3 Kommentare zu “Gössner gegen BRD”

  1. ... der Trittbrettschreiber am April 12th, 2021 10:04 pm

    2000 Seiten in 38 Jahren sind ziemlich mager. Die werden unter Geheimverschluss gehalten. Niemand außer ein paar BeamtInnen darf sich am Inhalt dieses Ordners ergötzen. Andere, deren Pubertät ordnungsgemäß mit standardisiertem voyeuristischen Vorlagen zur Befriedigung aufklärerischer Ambitionen vonstatten gegangen ist, werden sich nicht für diesen Ordner interessieren, denn mittlerweile gibt es ja viel interessantere und stimmigere Desinformationen. Wo also ist das Problem? Die Juristen hatten 15 Jahre gute Arbeit und der Herr Doktor ist zumindest in manchen Bubbles berühmt. Jetzt bekommt er mutmaßlich eine Entschädigung und auf Antrag wohl auch noch Fotos für die Schreibtischrückwand.
    Und unsereinem bleibt nur der Wein…?

  2. Jorg am April 13th, 2021 8:29 am

    Das ist doch mal eine Freude. Schön das auch mal etwas gutes passiert.

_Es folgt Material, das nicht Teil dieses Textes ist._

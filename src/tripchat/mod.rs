// src/tripchat/mod.rs

pub mod client_wrapper;
pub mod clients;
pub mod console;
pub mod error;
pub mod event;
pub mod group_chat;
pub mod participant;
pub mod provider;
pub mod termination;
pub mod transcript;

// Explicitly export the conversation loop and participant so callers can reach
// them as tripchat::RoundRobinChat instead of tripchat::group_chat::RoundRobinChat.
pub use group_chat::RoundRobinChat;
pub use participant::Participant;
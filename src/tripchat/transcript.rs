//! The append-only conversation transcript.
//!
//! The transcript is the single shared record of a run: seeded with the user
//! task, grown by one entry per participant turn, and never rewritten. It
//! lives only in process memory.

use chrono::{DateTime, Utc};

use crate::tripchat::client_wrapper::Role;

/// One message in the transcript.
#[derive(Clone, Debug)]
pub struct TranscriptEntry {
    /// UTC timestamp recorded when the entry was created.
    pub timestamp: DateTime<Utc>,
    /// Name of the participant that produced this entry, or `None` for the
    /// external user's seed task.
    pub sender: Option<String>,
    /// Conversation role: [`Role::User`] for the seed, [`Role::Assistant`]
    /// for participant output.
    pub role: Role,
    /// The message body.
    pub content: String,
}

impl TranscriptEntry {
    /// Create the external user's entry (the seed task).
    pub fn from_user(content: impl Into<String>) -> Self {
        TranscriptEntry {
            timestamp: Utc::now(),
            sender: None,
            role: Role::User,
            content: content.into(),
        }
    }

    /// Create an entry produced by a named participant.
    pub fn from_participant(name: impl Into<String>, content: impl Into<String>) -> Self {
        TranscriptEntry {
            timestamp: Utc::now(),
            sender: Some(name.into()),
            role: Role::Assistant,
            content: content.into(),
        }
    }

    /// Display name of whoever produced the entry.
    pub fn sender_name(&self) -> &str {
        self.sender.as_deref().unwrap_or("user")
    }
}

/// Ordered, append-only log of conversation messages.
#[derive(Clone, Debug, Default)]
pub struct Transcript {
    entries: Vec<TranscriptEntry>,
}

impl Transcript {
    pub fn new() -> Self {
        Transcript {
            entries: Vec::new(),
        }
    }

    /// Append an entry. Insertion order defines conversational causality.
    pub fn push(&mut self, entry: TranscriptEntry) {
        self.entries.push(entry);
    }

    /// The most recently appended entry, if any.
    pub fn last(&self) -> Option<&TranscriptEntry> {
        self.entries.last()
    }

    pub fn entries(&self) -> &[TranscriptEntry] {
        &self.entries
    }

    pub fn len(&self) -> usize {
        self.entries.len()
    }

    pub fn is_empty(&self) -> bool {
        self.entries.is_empty()
    }
}
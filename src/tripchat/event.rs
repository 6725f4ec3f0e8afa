//! Conversation loop events.
//!
//! The loop publishes [`ChatEvent`]s through a bounded tokio mpsc channel so
//! a sink (normally [`crate::tripchat::console::render`]) can draw the
//! conversation while a model call is still streaming. The loop never blocks
//! on a missing sink: without a registered sender events are dropped, and a
//! closed receiver is ignored.

use tokio::sync::mpsc;

use crate::tripchat::client_wrapper::TokenUsage;
use crate::tripchat::termination::TerminationReason;

/// Events emitted by [`RoundRobinChat::run`](crate::tripchat::group_chat::RoundRobinChat::run).
///
/// # Event flow (one run)
///
/// ```text
/// RunStarted
///   └─ TurnStarted { turn: 1 }
///   └─ MessageChunk*           (only when the client streams)
///   └─ MessageCompleted { turn: 1 }
///   └─ ...repeats per turn...
/// RunTerminated
/// ```
#[derive(Clone, Debug)]
pub enum ChatEvent {
    /// Fired once, after the task has been appended to the transcript.
    RunStarted {
        /// The seed task text.
        task: String,
        /// Participant names in turn order.
        participants: Vec<String>,
    },

    /// A participant was selected and its model call is about to start.
    TurnStarted {
        /// 1-based turn counter.
        turn: usize,
        /// Name of the participant taking this turn.
        participant: String,
    },

    /// An incremental piece of the in-flight message.
    MessageChunk {
        participant: String,
        content: String,
    },

    /// A turn finished and its message was appended to the transcript.
    MessageCompleted {
        turn: usize,
        participant: String,
        /// The full message content (also the concatenation of this turn's
        /// chunks, when the client streamed).
        content: String,
        /// Token usage for this turn, when the backend reported it.
        tokens_used: Option<TokenUsage>,
    },

    /// The terminal event of every run, whatever the outcome.
    RunTerminated {
        reason: TerminationReason,
        turns_taken: usize,
    },
}

pub type EventSender = mpsc::Sender<ChatEvent>;
pub type EventReceiver = mpsc::Receiver<ChatEvent>;
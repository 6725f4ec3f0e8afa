//! Console sink for the conversation event stream.
//!
//! Prints a banner per turn and streams chunks as they arrive, flushing
//! stdout so tokens show up with low latency.

use std::io::{self, Write};

use crate::tripchat::event::{ChatEvent, EventReceiver};
use crate::tripchat::termination::TerminationReason;

/// Consume events until the channel closes, rendering the conversation.
///
/// Runs as its own task so it can draw streamed chunks while the loop is
/// still awaiting the model call that produces them.
pub async fn render(mut events: EventReceiver) {
    // Whether the current turn already printed its content chunk by chunk.
    let mut streamed_this_turn = false;

    while let Some(event) = events.recv().await {
        match event {
            ChatEvent::RunStarted { task, participants } => {
                log::debug!("rendering run with participants: {}", participants.join(", "));
                println!("---------- user ----------");
                println!("{}", task);
            }
            ChatEvent::TurnStarted { turn, participant } => {
                streamed_this_turn = false;
                println!();
                println!("---------- {} (turn {}) ----------", participant, turn);
            }
            ChatEvent::MessageChunk { content, .. } => {
                streamed_this_turn = true;
                print!("{}", content);
                let _ = io::stdout().flush();
            }
            ChatEvent::MessageCompleted { content, .. } => {
                if streamed_this_turn {
                    println!();
                } else {
                    println!("{}", content);
                }
            }
            ChatEvent::RunTerminated {
                reason,
                turns_taken,
            } => {
                println!();
                match reason {
                    TerminationReason::MarkerMentioned => println!(
                        "Conversation complete: termination marker mentioned after {} turn(s).",
                        turns_taken
                    ),
                    TerminationReason::MaxTurnsReached => println!(
                        "Conversation stopped: turn budget reached after {} turn(s).",
                        turns_taken
                    ),
                    TerminationReason::Cancelled => {
                        println!("Conversation cancelled after {} turn(s).", turns_taken)
                    }
                    TerminationReason::Error(message) => println!(
                        "Conversation aborted after {} turn(s): {}",
                        turns_taken, message
                    ),
                }
            }
        }
    }
}
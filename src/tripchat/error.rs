//! Error taxonomy for tripchat.
//!
//! Every failure in this crate is fatal to the run it occurs in: credential
//! and configuration errors surface before any turn executes, transport and
//! provider errors halt the conversation loop on the turn that raised them.
//! Nothing is retried.

use thiserror::Error;

/// Result type alias used throughout the crate.
pub type Result<T> = std::result::Result<T, ChatError>;

/// Failures surfaced by clients, providers, and the conversation loop.
#[derive(Error, Debug, Clone, PartialEq, Eq)]
pub enum ChatError {
    /// The API key is missing or could not be obtained interactively.
    #[error("credential error: {0}")]
    Credential(String),

    /// Startup-time misconfiguration, e.g. an unknown provider name or an
    /// empty participant list.
    #[error("configuration error: {0}")]
    Configuration(String),

    /// A network-level failure: connect, TLS, timeout, or a broken stream.
    #[error("transport error: {0}")]
    Transport(String),

    /// The backend rejected the request, or the request asked for a
    /// capability the model was not configured with.
    #[error("provider error: {0}")]
    Provider(String),
}

#[cfg(test)]
mod tests {
    use super::*;

    #[test]
    fn test_error_display() {
        let err = ChatError::Credential("OPENROUTER_API_KEY not set".to_string());
        assert_eq!(
            err.to_string(),
            "credential error: OPENROUTER_API_KEY not set"
        );

        let err = ChatError::Configuration("unknown provider: azure".to_string());
        assert!(err.to_string().starts_with("configuration error"));

        let err = ChatError::Transport("connection refused".to_string());
        assert_eq!(err.to_string(), "transport error: connection refused");
    }
}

    Und als Antwort auf die Frage:
    NEIN! Das tut ich nicht und das sollte man auch generell nicht.
    Mit demokratischen Grundsätzen ist das (BfV) sowieso nicht zu rechtfertigen und auch nicht vereinbar.
    Entschuldige. Gremliza hatt das irgendwann besser gesagt.

  3. Herr Mielke am April 13th, 2021 9:35 am

    „Ich liebe doch die Menschen!“

    Gute Leute finden immer Arbeit und werden zu allen Zeiten gesucht.

    Ich bin mir nicht sicher, ob man die Tscheka als seriös bezeichnen darf, aber sie soll ziemlich effektiv gearbeitet haben. Erzählt man sich noch heute, hinter vorgehaltener Hand.